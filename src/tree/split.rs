//! Node split strategies (§4.5).
//!
//! Each strategy takes the `M+1` entries of an overflowing node (already
//! including the entry that triggered the overflow) and partitions them
//! into two groups, each respecting the node's `min_entries` floor. Hilbert
//! R-tree nodes never reach these: their entries stay lhv-sorted and split
//! positionally (see `tree::mod::RTree::split`).

use itertools::Itertools;

use crate::config::SplitStrategy;
use crate::geometry::{union_all, BBox};
use crate::page::Entry;

/// Splits `entries` (length `M+1`) into two non-empty groups, each with at
/// least `min_entries`, per the configured strategy.
pub fn split_entries(entries: Vec<Entry>, strategy: SplitStrategy, min_entries: usize, dims: usize) -> (Vec<Entry>, Vec<Entry>) {
    match strategy {
        SplitStrategy::Exponential => exponential_split(entries, min_entries),
        SplitStrategy::Quadratic => quadratic_split(entries, min_entries),
        SplitStrategy::Linear => linear_split(entries, min_entries, dims),
        SplitStrategy::Greene => greene_split(entries, min_entries, dims),
        SplitStrategy::AngTan => ang_tan_split(entries, min_entries, dims),
        SplitStrategy::RStar => rstar_split(entries, min_entries, dims),
    }
}

fn bbox_of<'a>(entries: impl Iterator<Item = &'a Entry>) -> BBox {
    union_all(entries.map(|e| &e.bbox)).expect("split group must be non-empty")
}

/// Upper bound only: enumerates every size-valid bipartition and keeps the
/// one with least total area.
fn exponential_split(entries: Vec<Entry>, min_entries: usize) -> (Vec<Entry>, Vec<Entry>) {
    let n = entries.len();
    let mut best: Option<(f64, Vec<usize>)> = None;
    for k in min_entries..=(n - min_entries) {
        for combo in (0..n).combinations(k) {
            let a: Vec<usize> = combo;
            let a_set: std::collections::HashSet<usize> = a.iter().copied().collect();
            let area_a = bbox_of(a.iter().map(|&i| &entries[i])).area();
            let area_b = bbox_of((0..n).filter(|i| !a_set.contains(i)).map(|i| &entries[i])).area();
            let total = area_a + area_b;
            if best.as_ref().map(|(b, _)| total < *b).unwrap_or(true) {
                best = Some((total, a));
            }
        }
    }
    let a_idx: std::collections::HashSet<usize> = best.unwrap().1.into_iter().collect();
    partition_by_index(entries, &a_idx)
}

fn partition_by_index(entries: Vec<Entry>, a_idx: &std::collections::HashSet<usize>) -> (Vec<Entry>, Vec<Entry>) {
    let mut a = Vec::new();
    let mut b = Vec::new();
    for (i, e) in entries.into_iter().enumerate() {
        if a_idx.contains(&i) {
            a.push(e);
        } else {
            b.push(e);
        }
    }
    (a, b)
}

fn quadratic_pick_seeds(entries: &[Entry]) -> (usize, usize) {
    let n = entries.len();
    let mut best = (0usize, 1usize, f64::NEG_INFINITY);
    for i in 0..n {
        for j in (i + 1)..n {
            let d = entries[i].bbox.union(&entries[j].bbox).area() - entries[i].bbox.area() - entries[j].bbox.area();
            if d > best.2 {
                best = (i, j, d);
            }
        }
    }
    (best.0, best.1)
}

fn quadratic_split(entries: Vec<Entry>, min_entries: usize) -> (Vec<Entry>, Vec<Entry>) {
    let n = entries.len();
    let (seed_a, seed_b) = quadratic_pick_seeds(&entries);
    let mut group_a = vec![seed_a];
    let mut group_b = vec![seed_b];
    let mut bbox_a = entries[seed_a].bbox.clone();
    let mut bbox_b = entries[seed_b].bbox.clone();
    let mut remaining: Vec<usize> = (0..n).filter(|&i| i != seed_a && i != seed_b).collect();

    while !remaining.is_empty() {
        if group_a.len() + remaining.len() == min_entries {
            group_a.extend(remaining.drain(..));
            break;
        }
        if group_b.len() + remaining.len() == min_entries {
            group_b.extend(remaining.drain(..));
            break;
        }
        let (pick_pos, to_a) = remaining
            .iter()
            .enumerate()
            .map(|(pos, &i)| {
                let enl_a = BBox::required_expansion_area(&entries[i].bbox, &bbox_a);
                let enl_b = BBox::required_expansion_area(&entries[i].bbox, &bbox_b);
                (pos, (enl_a - enl_b).abs(), enl_a, enl_b)
            })
            .max_by(|a, b| a.1.partial_cmp(&b.1).unwrap())
            .map(|(pos, _, enl_a, enl_b)| {
                let to_a = enl_a < enl_b
                    || (enl_a == enl_b && bbox_a.area() < bbox_b.area())
                    || (enl_a == enl_b && bbox_a.area() == bbox_b.area() && group_a.len() <= group_b.len());
                (pos, to_a)
            })
            .unwrap();
        let idx = remaining.remove(pick_pos);
        if to_a {
            bbox_a.increment_union(&entries[idx].bbox);
            group_a.push(idx);
        } else {
            bbox_b.increment_union(&entries[idx].bbox);
            group_b.push(idx);
        }
    }
    let a_set: std::collections::HashSet<usize> = group_a.into_iter().collect();
    partition_by_index(entries, &a_set)
}

/// Greatest normalized separation along any axis: for each dim, the
/// highest-low minus lowest-high, divided by the group's overall extent.
fn greatest_separation(entries: &[Entry], dims: usize) -> (usize, usize, usize) {
    let mut best = (0usize, 0usize, 1usize, f64::NEG_INFINITY);
    for d in 0..dims {
        let (hi_low_idx, _) = entries
            .iter()
            .enumerate()
            .max_by(|(_, a), (_, b)| a.bbox.min[d].partial_cmp(&b.bbox.min[d]).unwrap())
            .unwrap();
        let (lo_high_idx, _) = entries
            .iter()
            .enumerate()
            .min_by(|(_, a), (_, b)| a.bbox.max[d].partial_cmp(&b.bbox.max[d]).unwrap())
            .unwrap();
        let overall_min = entries.iter().map(|e| e.bbox.min[d]).fold(f64::INFINITY, f64::min);
        let overall_max = entries.iter().map(|e| e.bbox.max[d]).fold(f64::NEG_INFINITY, f64::max);
        let extent = (overall_max - overall_min).max(1e-9);
        let separation = (entries[hi_low_idx].bbox.min[d] - entries[lo_high_idx].bbox.max[d]) / extent;
        if separation > best.3 {
            best = (d, hi_low_idx, lo_high_idx, separation);
        }
    }
    (best.0, best.1, best.2)
}

fn linear_split(entries: Vec<Entry>, min_entries: usize, dims: usize) -> (Vec<Entry>, Vec<Entry>) {
    let (_, seed_a, seed_b) = greatest_separation(&entries, dims);
    let (seed_a, seed_b) = if seed_a != seed_b { (seed_a, seed_b) } else { (0, entries.len() - 1) };
    let n = entries.len();
    let mut group_a = vec![seed_a];
    let mut group_b = vec![seed_b];
    let mut bbox_a = entries[seed_a].bbox.clone();
    let mut bbox_b = entries[seed_b].bbox.clone();
    for i in 0..n {
        if i == seed_a || i == seed_b {
            continue;
        }
        let enl_a = BBox::required_expansion_area(&entries[i].bbox, &bbox_a);
        let enl_b = BBox::required_expansion_area(&entries[i].bbox, &bbox_b);
        if enl_a < enl_b {
            bbox_a.increment_union(&entries[i].bbox);
            group_a.push(i);
        } else {
            bbox_b.increment_union(&entries[i].bbox);
            group_b.push(i);
        }
    }
    enforce_min(&mut group_a, &mut group_b, min_entries);
    let a_set: std::collections::HashSet<usize> = group_a.into_iter().collect();
    partition_by_index(entries, &a_set)
}

/// Hard under-flow rule shared by Linear/Greene: if one side dipped below
/// `min_entries`, move entries back from the other side until it doesn't.
fn enforce_min(group_a: &mut Vec<usize>, group_b: &mut Vec<usize>, min_entries: usize) {
    while group_a.len() < min_entries && group_b.len() > min_entries {
        group_a.push(group_b.pop().unwrap());
    }
    while group_b.len() < min_entries && group_a.len() > min_entries {
        group_b.push(group_a.pop().unwrap());
    }
}

fn greene_split(entries: Vec<Entry>, min_entries: usize, dims: usize) -> (Vec<Entry>, Vec<Entry>) {
    let (axis, _, _) = greatest_separation(&entries, dims);
    let n = entries.len();
    let mut order: Vec<usize> = (0..n).collect();
    order.sort_by(|&a, &b| entries[a].bbox.min[axis].partial_cmp(&entries[b].bbox.min[axis]).unwrap());
    let mid = n / 2;
    let mut group_a: Vec<usize> = order[..mid].to_vec();
    let mut group_b: Vec<usize> = order[mid..].to_vec();
    if n % 2 != 0 {
        // odd entry currently in group_b's front; decide by least enlargement
        let odd = group_b.remove(0);
        let bbox_a = bbox_of(group_a.iter().map(|&i| &entries[i]));
        let bbox_b = bbox_of(group_b.iter().map(|&i| &entries[i]));
        let enl_a = BBox::required_expansion_area(&entries[odd].bbox, &bbox_a);
        let enl_b = BBox::required_expansion_area(&entries[odd].bbox, &bbox_b);
        if enl_a <= enl_b {
            group_a.push(odd);
        } else {
            group_b.insert(0, odd);
        }
    }
    enforce_min(&mut group_a, &mut group_b, min_entries);
    let a_set: std::collections::HashSet<usize> = group_a.into_iter().collect();
    partition_by_index(entries, &a_set)
}

/// Classifies each entry by which side of the overall center it falls
/// closer to on each axis, then splits on whichever axis produces the more
/// balanced two-sided classification; ties broken by total overlap, then
/// total coverage area.
fn ang_tan_split(entries: Vec<Entry>, min_entries: usize, dims: usize) -> (Vec<Entry>, Vec<Entry>) {
    let whole = bbox_of(entries.iter());
    let center = whole.center();
    let mut best_axis = 0usize;
    let mut best_score = (usize::MAX, f64::INFINITY, f64::INFINITY);
    for d in 0..dims {
        let mut left = Vec::new();
        let mut right = Vec::new();
        for (i, e) in entries.iter().enumerate() {
            if e.bbox.center()[d] <= center[d] {
                left.push(i);
            } else {
                right.push(i);
            }
        }
        let max_side = left.len().max(right.len());
        if left.is_empty() || right.is_empty() {
            continue;
        }
        let bbox_l = bbox_of(left.iter().map(|&i| &entries[i]));
        let bbox_r = bbox_of(right.iter().map(|&i| &entries[i]));
        let overlap = bbox_l.overlap_area(&bbox_r);
        let coverage = bbox_l.area() + bbox_r.area();
        let score = (max_side, overlap, coverage);
        if score < best_score {
            best_score = score;
            best_axis = d;
        }
    }
    let mut group_a = Vec::new();
    let mut group_b = Vec::new();
    for (i, e) in entries.iter().enumerate() {
        if e.bbox.center()[best_axis] <= center[best_axis] {
            group_a.push(i);
        } else {
            group_b.push(i);
        }
    }
    if group_a.is_empty() || group_b.is_empty() {
        // degenerate classification (all entries on one side): fall back to Greene.
        return greene_split(entries, min_entries, dims);
    }
    enforce_min(&mut group_a, &mut group_b, min_entries);
    let a_set: std::collections::HashSet<usize> = group_a.into_iter().collect();
    partition_by_index(entries, &a_set)
}

/// R*-tree's ChooseSplitAxis + ChooseSplitIndex: for each axis, sort by
/// lower and by upper bound, sum the margins of the `M-2m+2` valid
/// distributions; the axis with minimum summed margin wins, then on that
/// axis the distribution with minimum overlap (tie: minimum area) is used.
fn rstar_split(entries: Vec<Entry>, min_entries: usize, dims: usize) -> (Vec<Entry>, Vec<Entry>) {
    let n = entries.len();
    let mut best_axis = 0usize;
    let mut best_margin_sum = f64::INFINITY;
    let mut orders: Vec<Vec<usize>> = Vec::new();

    for d in 0..dims {
        for key in 0..2 {
            let mut order: Vec<usize> = (0..n).collect();
            if key == 0 {
                order.sort_by(|&a, &b| entries[a].bbox.min[d].partial_cmp(&entries[b].bbox.min[d]).unwrap());
            } else {
                order.sort_by(|&a, &b| entries[a].bbox.max[d].partial_cmp(&entries[b].bbox.max[d]).unwrap());
            }
            let mut margin_sum = 0.0;
            for k in min_entries..=(n - min_entries) {
                let bbox_a = bbox_of(order[..k].iter().map(|&i| &entries[i]));
                let bbox_b = bbox_of(order[k..].iter().map(|&i| &entries[i]));
                margin_sum += bbox_a.margin() + bbox_b.margin();
            }
            if margin_sum < best_margin_sum {
                best_margin_sum = margin_sum;
                best_axis = d;
            }
            orders.push(order);
        }
    }

    let mut best_overlap = f64::INFINITY;
    let mut best_area = f64::INFINITY;
    let mut best_k = min_entries;
    let mut best_order = &orders[best_axis * 2];
    for key in 0..2 {
        let order = &orders[best_axis * 2 + key];
        for k in min_entries..=(n - min_entries) {
            let bbox_a = bbox_of(order[..k].iter().map(|&i| &entries[i]));
            let bbox_b = bbox_of(order[k..].iter().map(|&i| &entries[i]));
            let overlap = bbox_a.overlap_area(&bbox_b);
            let area = bbox_a.area() + bbox_b.area();
            if overlap < best_overlap || (overlap == best_overlap && area < best_area) {
                best_overlap = overlap;
                best_area = area;
                best_k = k;
                best_order = order;
            }
        }
    }
    let a_set: std::collections::HashSet<usize> = best_order[..best_k].iter().copied().collect();
    partition_by_index(entries, &a_set)
}

#[cfg(test)]
mod tests {
    use super::*;

    fn e(id: i32, min: [f64; 2], max: [f64; 2]) -> Entry {
        Entry::new(id, BBox::new(min.to_vec(), max.to_vec()))
    }

    fn sample() -> Vec<Entry> {
        vec![
            e(1, [0.0, 0.0], [1.0, 1.0]),
            e(2, [2.0, 2.0], [3.0, 3.0]),
            e(3, [4.0, 4.0], [5.0, 5.0]),
            e(4, [6.0, 6.0], [7.0, 7.0]),
            e(5, [8.0, 8.0], [9.0, 9.0]),
        ]
    }

    #[test]
    fn quadratic_split_respects_minimum_group_size() {
        let (a, b) = split_entries(sample(), SplitStrategy::Quadratic, 2, 2);
        assert!(a.len() >= 2 && b.len() >= 2);
        assert_eq!(a.len() + b.len(), 5);
    }

    #[test]
    fn rstar_split_respects_minimum_group_size() {
        let (a, b) = split_entries(sample(), SplitStrategy::RStar, 2, 2);
        assert!(a.len() >= 2 && b.len() >= 2);
        assert_eq!(a.len() + b.len(), 5);
    }

    #[test]
    fn exponential_split_minimizes_total_area() {
        let (a, b) = split_entries(sample(), SplitStrategy::Exponential, 2, 2);
        assert_eq!(a.len() + b.len(), 5);
        assert!(a.len() >= 2 && b.len() >= 2);
    }

    #[test]
    fn greene_split_balances_group_sizes() {
        let (a, b) = split_entries(sample(), SplitStrategy::Greene, 2, 2);
        assert!((a.len() as i64 - b.len() as i64).abs() <= 1);
    }
}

• _Work item_: Copy out each line of the data where the string "back" appears.

• _Answer box_:
/// `min_entries`, move entries back from the other side until it doesn't.
        // degenerate classification (all entries on one side): fall back to Greene.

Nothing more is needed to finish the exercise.